Task data:
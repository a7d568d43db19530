//! Persisted layout of the issuance ledger.

use {
    borsh::{BorshDeserialize, BorshSerialize},
    solana_pubkey::Pubkey,
    std::collections::BTreeMap,
};

/// Discriminator byte written at the start of serialised ledger state to
/// distinguish it from uninitialised or foreign data.
pub const LEDGER_STATE_DISCRIMINATOR: u8 = 1;

/// Everything the ledger persists.
///
/// Serialised with Borsh; the first byte of the encoding is
/// [`LEDGER_STATE_DISCRIMINATOR`]. Maps only hold non-zero entries.
#[derive(Debug, Clone, PartialEq, Eq, BorshSerialize, BorshDeserialize)]
pub struct LedgerState {
    /// Layout version, for future migrations.
    pub version: u8,

    pub name: String,
    pub symbol: String,
    pub decimals: u8,

    /// Administrator: admin and treasury minting, hook management.
    pub owner: Pubkey,

    /// LP-reward minting delegate. `None` disables the reward channel.
    pub hook: Option<Pubkey>,

    /// Global issuance ceiling.
    pub cap: u128,

    /// Sum of all balances.
    pub total_supply: u128,

    /// Ceiling on `treasury_minted`.
    pub max_treasury_supply: u128,

    /// Cumulative treasury issuance, genesis allocation included.
    pub treasury_minted: u128,

    /// Cumulative LP-reward issuance.
    pub lp_minted: u128,

    pub balances: BTreeMap<Pubkey, u128>,

    /// `(holder, spender) → approved amount`.
    pub allowances: BTreeMap<(Pubkey, Pubkey), u128>,
}

impl LedgerState {
    pub const CURRENT_VERSION: u8 = 1;

    /// Serialise into a fresh buffer (prepends the discriminator byte).
    pub fn to_bytes(&self) -> Result<Vec<u8>, std::io::Error> {
        let mut data = vec![LEDGER_STATE_DISCRIMINATOR];
        BorshSerialize::serialize(self, &mut data)?;
        Ok(data)
    }

    /// Serialise into `data`, which must be at least as long as the encoding.
    pub fn serialize_into(&self, data: &mut [u8]) -> Result<(), std::io::Error> {
        let bytes = self.to_bytes()?;
        let dest = data.get_mut(..bytes.len()).ok_or_else(|| {
            std::io::Error::new(
                std::io::ErrorKind::InvalidInput,
                "ledger state buffer too small",
            )
        })?;
        dest.copy_from_slice(&bytes);
        Ok(())
    }

    /// Deserialise from raw data (expects the leading discriminator byte).
    /// Trailing bytes after the encoding are ignored.
    pub fn deserialize(data: &[u8]) -> Result<Self, std::io::Error> {
        match data.split_first() {
            Some((&LEDGER_STATE_DISCRIMINATOR, mut cursor)) => {
                BorshDeserialize::deserialize_reader(&mut cursor)
            }
            _ => Err(std::io::Error::new(
                std::io::ErrorKind::InvalidData,
                "missing or invalid ledger state discriminator",
            )),
        }
    }
}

Problem description:
Filter the entries down to the lines with the word "ErrorKind" in them, and copy those lines.

Task solution:
                std::io::ErrorKind::InvalidInput,
                std::io::ErrorKind::InvalidData,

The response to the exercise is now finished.